Denis J. Halliday (born c.1941) is an Irish diplomat who served as the United Nations Humanitarian Coordinator in Iraq from 1 September 1997 until 1998. He had served earlier as the Deputy Resident Representative to Singapore of the United Nations Development Programme.

==Education and early career==
Halliday graduated from Trinity College, Dublin, with a MA in Economics, Geography and Public Administration. He spent a year in Kenya as a Quaker volunteer from 1962 to 1963, before joining United Nations in 1964.

== UN career ==
Halliday's first posting was in Tehran as a junior professional officer in the United Nations Technical Assistance Board and Special Fund. From 1966 to 1972, he served in the Asian Bureau of the UNDP Headquarters in New York and then in Malaysia from 1972 to 1977 as Deputy Regional Representative. Moving to Indonesia, he continued as Deputy Regional Representative until 1979, when he moved to Samoa as Resident Representative covering Samoa, the Cook Islands, the Tokelau Islands and Niue in the South Pacific. Returning to New York in 1981, he served in the Asia and Pacific Bureau and in 1985 became the Deputy Director, Division of Personnel and Chef de Cabinet in 1987. In 1985, he took up the post of Deputy Director, Division of Personnel before becoming Chef de Cabinet, Office of the Administrator of the UNDP from 1987 to 1989. He served as the Director, Division of Personnel of the UNDP from 1989 to 1994. He then served briefly as UNDP Regional Representative in Thailand, before taking up the post of Assistant Secretary-General for Human Resources Management of the United Nations, based in its New York Headquarters, serving from 1994 to 1997, when he was appointed United Nations Humanitarian Coordinator in Iraq.

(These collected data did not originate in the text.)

//! Assessment orchestration: validate, plan, acquire, execute, aggregate.
//!
//! [`Assessor`] owns the HTTP transport and the matrix options. Each phase returns its own value
//! (descriptor, plan, probes, outcomes) and the assessor folds them into an
//! [`AssessmentResult`]. Batches never stop at a failing descriptor.

// self
use crate::{
	_prelude::*,
	cache::TokenCache,
	descriptor::{self, ApiDescriptor},
	error::ConfigError,
	http::HttpClient,
	matrix::{MatrixBuilder, MatrixOptions, MatrixPlan, StatusPolicy},
	obs::{self, Stage, StageOutcome, StageSpan},
	probe,
	report::{AssessmentResult, Verdict},
};
#[cfg(feature = "reqwest")] use crate::http::ReqwestHttpClient;

/// Runs conformance assessments over a shared transport.
pub struct Assessor<C>
where
	C: ?Sized + HttpClient,
{
	http_client: Arc<C>,
	options: MatrixOptions,
}
#[cfg(feature = "reqwest")]
impl Assessor<ReqwestHttpClient> {
	/// Creates an assessor backed by a default [`ReqwestHttpClient`].
	pub fn new() -> Result<Self> {
		Ok(Self::with_http_client(ReqwestHttpClient::new()?))
	}
}
impl<C> Assessor<C>
where
	C: ?Sized + HttpClient,
{
	/// Creates an assessor over a caller-provided transport.
	pub fn with_http_client(http_client: impl Into<Arc<C>>) -> Self {
		Self { http_client: http_client.into(), options: MatrixOptions::default() }
	}

	/// Replaces the expected-status policy.
	pub fn with_policy(mut self, policy: StatusPolicy) -> Self {
		self.options.policy = policy;

		self
	}

	/// Enables the unmapped-path probe, deriving its path from `seed`.
	pub fn with_unmapped_path_seed(mut self, seed: u64) -> Self {
		self.options.unmapped_path_seed = Some(seed);

		self
	}

	/// Options applied to every matrix.
	pub fn options(&self) -> &MatrixOptions {
		&self.options
	}

	/// Validates a raw descriptor, then assesses it.
	pub async fn assess_value(&self, value: &Value) -> Result<AssessmentResult> {
		let descriptor = validate(value)?;

		self.assess(&descriptor).await
	}

	/// Assesses a validated descriptor.
	///
	/// Probe-local failures become error outcomes; only an unexpected failure is returned as
	/// `Err`.
	pub async fn assess(&self, descriptor: &ApiDescriptor) -> Result<AssessmentResult> {
		const STAGE: Stage = Stage::Assessment;

		let span = StageSpan::new(STAGE, &descriptor.owner);

		obs::record_stage_outcome(STAGE, StageOutcome::Attempt);

		let result = span.instrument(self.run(descriptor)).await;

		match &result {
			Ok(result) if result.verdict() == Verdict::Pass =>
				obs::record_stage_outcome(STAGE, StageOutcome::Success),
			_ => obs::record_stage_outcome(STAGE, StageOutcome::Failure),
		}

		result
	}

	/// Assesses one raw descriptor, capturing an abort instead of returning it.
	pub async fn assess_entry(&self, value: &Value) -> BatchEntry {
		match self.assess_value(value).await {
			Ok(result) => BatchEntry::Assessed(result),
			Err(error) => {
				let owner = value.get("owner").and_then(Value::as_str).map(str::to_owned);

				obs::descriptor_aborted(owner.as_deref(), &error);

				BatchEntry::Aborted { owner, error }
			},
		}
	}

	/// Assesses every descriptor in order; an aborted descriptor never stops the batch.
	pub async fn assess_batch(&self, values: &[Value]) -> BatchReport {
		let mut entries = Vec::with_capacity(values.len());

		for value in values {
			entries.push(self.assess_entry(value).await);
		}

		BatchReport { entries }
	}

	async fn run(&self, descriptor: &ApiDescriptor) -> Result<AssessmentResult> {
		let started_at = OffsetDateTime::now_utc();
		let plan = MatrixPlan::new(descriptor, &self.options);
		let cache = TokenCache::<C>::for_descriptor(self.http_client.clone(), descriptor);
		let probes = MatrixBuilder::new(descriptor, cache.as_ref()).build(plan).await;
		let mut outcomes = Vec::with_capacity(probes.len());

		for probe in &probes {
			outcomes.push(probe::execute(self.http_client.as_ref(), &descriptor.owner, probe).await?);
		}

		Ok(AssessmentResult {
			owner: descriptor.owner.clone(),
			outcomes,
			started_at,
			finished_at: OffsetDateTime::now_utc(),
		})
	}
}
impl<C> Debug for Assessor<C>
where
	C: ?Sized + HttpClient,
{
	fn fmt(&self, f: &mut Formatter) -> FmtResult {
		f.debug_struct("Assessor").field("options", &self.options).finish()
	}
}

/// Result of one descriptor within a batch.
#[derive(Debug)]
pub enum BatchEntry {
	/// The matrix ran to completion.
	Assessed(AssessmentResult),
	/// The descriptor was rejected or its assessment aborted.
	Aborted {
		/// Owner, when the raw descriptor carried one.
		owner: Option<String>,
		/// Abort reason.
		error: Error,
	},
}
impl BatchEntry {
	/// Owner of the descriptor, when known.
	pub fn owner(&self) -> Option<&str> {
		match self {
			Self::Assessed(result) => Some(&result.owner),
			Self::Aborted { owner, .. } => owner.as_deref(),
		}
	}

	/// Verdict of the entry; an aborted descriptor fails.
	pub fn verdict(&self) -> Verdict {
		match self {
			Self::Assessed(result) => result.verdict(),
			Self::Aborted { .. } => Verdict::Fail,
		}
	}
}
impl Display for BatchEntry {
	fn fmt(&self, f: &mut Formatter) -> FmtResult {
		match self {
			Self::Assessed(result) => write!(f, "{result}"),
			Self::Aborted { error, .. } =>
				write!(f, "error: {}\n{}", crate::error::render_chain(error), Verdict::Fail),
		}
	}
}

/// Ordered entries of a batch run.
#[derive(Debug)]
pub struct BatchReport {
	/// One entry per input descriptor, in input order.
	pub entries: Vec<BatchEntry>,
}
impl BatchReport {
	/// Pass iff every descriptor passed.
	pub fn verdict(&self) -> Verdict {
		if self.entries.iter().all(|entry| entry.verdict() == Verdict::Pass) {
			Verdict::Pass
		} else {
			Verdict::Fail
		}
	}
}

fn validate(value: &Value) -> Result<ApiDescriptor, ConfigError> {
	const STAGE: Stage = Stage::Validation;

	let owner = value.get("owner").and_then(Value::as_str).unwrap_or_default();
	let _span = StageSpan::new(STAGE, owner).entered();

	obs::record_stage_outcome(STAGE, StageOutcome::Attempt);

	let result = descriptor::validate(value);

	match &result {
		Ok(_) => obs::record_stage_outcome(STAGE, StageOutcome::Success),
		Err(_) => obs::record_stage_outcome(STAGE, StageOutcome::Failure),
	}

	result
}

#[cfg(test)]
mod tests {
	// std
	use std::sync::atomic::{AtomicUsize, Ordering};
	// crates.io
	use serde_json::json;
	// self
	use super::*;
	use crate::{
		http::{HttpFuture, HttpRequest, HttpResponse},
		report::Outcome,
	};

	#[derive(Default)]
	struct StaticApi {
		calls: AtomicUsize,
	}
	impl HttpClient for StaticApi {
		fn send(&self, request: HttpRequest) -> HttpFuture<'_> {
			Box::pin(async move {
				self.calls.fetch_add(1, Ordering::SeqCst);

				let status = if request.url.path() == "/orders" { 200 } else { 404 };

				Ok(HttpResponse { status, body: Vec::new() })
			})
		}
	}

	#[tokio::test]
	async fn invalid_descriptors_abort_without_network_calls() {
		let assessor = Assessor::<StaticApi>::with_http_client(StaticApi::default());
		let entry = assessor.assess_entry(&json!({ "owner": "team-1", "api_key": "key" })).await;

		assert!(matches!(
			&entry,
			BatchEntry::Aborted {
				owner: Some(owner),
				error: Error::Config(ConfigError::InvalidDescriptor { .. }),
			} if owner == "team-1"
		));
		assert_eq!(entry.verdict(), Verdict::Fail);
		assert_eq!(assessor.http_client.calls.load(Ordering::SeqCst), 0);
	}

	#[tokio::test]
	async fn unsendable_api_key_is_rejected_before_discovery() {
		let assessor = Assessor::<StaticApi>::with_http_client(StaticApi::default());
		let err = assessor
			.assess_value(&json!({
				"owner": "team-4",
				"api_key": "bad\nkey",
				"api": "https://api.example.com",
				"resource": "orders",
				"authenticated": { "PUT": "write" },
				"iss": "https://idp.example.com",
				"client_id": "cid",
				"client_secret": "secret",
			}))
			.await
			.expect_err("Header-unsafe API key should be rejected.");

		assert!(matches!(
			err,
			Error::Config(ConfigError::InvalidDescriptor { ref violations, .. })
				if violations.iter().any(|violation| matches!(
					violation,
					descriptor::Violation::InvalidHeaderValue { field: "api_key" }
				))
		));
		assert_eq!(assessor.http_client.calls.load(Ordering::SeqCst), 0);
	}

	#[tokio::test]
	async fn public_only_descriptor_runs_every_probe() {
		let assessor = Assessor::<StaticApi>::with_http_client(StaticApi::default())
			.with_unmapped_path_seed(42);
		let result = assessor
			.assess_value(&json!({
				"owner": "team-2",
				"api_key": "key",
				"api": "https://api.example.com",
				"resource": "orders",
				"public": ["GET"],
			}))
			.await
			.expect("Public-only descriptor should be assessed.");

		// 2 public + 5 forbidden + 1 unmapped path.
		assert_eq!(result.total(), 8);
		assert_eq!(assessor.http_client.calls.load(Ordering::SeqCst), 8);
		assert!(matches!(result.outcomes[0], Outcome::Pass { observed: 200, .. }));
		// The fake ignores the missing API key, so that probe fails.
		assert!(matches!(result.outcomes[1], Outcome::Fail { observed: 200, .. }));
		assert!(matches!(result.outcomes[7], Outcome::Pass { observed: 404, .. }));
		assert_eq!(result.verdict(), Verdict::Fail);
	}

	#[tokio::test]
	async fn batches_continue_past_aborted_descriptors() {
		let assessor = Assessor::<StaticApi>::with_http_client(StaticApi::default());
		let report = assessor
			.assess_batch(&[
				json!("not an object"),
				json!({
					"owner": "team-3",
					"api_key": "key",
					"api": "https://api.example.com",
					"resource": "orders",
					"public": ["GET"],
				}),
			])
			.await;

		assert_eq!(report.entries.len(), 2);
		assert!(matches!(report.entries[0], BatchEntry::Aborted { owner: None, .. }));
		assert_eq!(report.entries[1].owner(), Some("team-3"));
		assert_eq!(report.verdict(), Verdict::Fail);
	}
}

After a 34-year career at the United Nations, where he had reached Assistant Secretary-General level, Halliday resigned in 1998, over the sanctions against Iraq, characterizing them as "genocide". He subsequently gave the following explanation of his decision to resign:

I often have to explain why I resigned from the United Nations after a 30-year career, why I took on the all-powerful states of the UN Security Council; and why after five years I continue to serve the well being of the people of Iraq. In reality, there was no choice, and there remains no choice. You all would have done the same had you been occupying my seat as head of the UN Humanitarian Program in Iraq.
I was driven to resignation because I refused to continue to take Security Council orders, the same Security Council that had imposed and sustained genocidal sanctions on the innocent of Iraq. I did not want to be complicit. I wanted to be free to speak out publicly about this crime.
Above all, my innate sense of justice was and still is outraged by the violence that UN sanctions have brought upon, and continue to bring upon, the lives of children, families – the extended families, and the loved ones of Iraq. There is no justification for killing the young people of Iraq, not the aged, not the sick, not the rich, not the poor.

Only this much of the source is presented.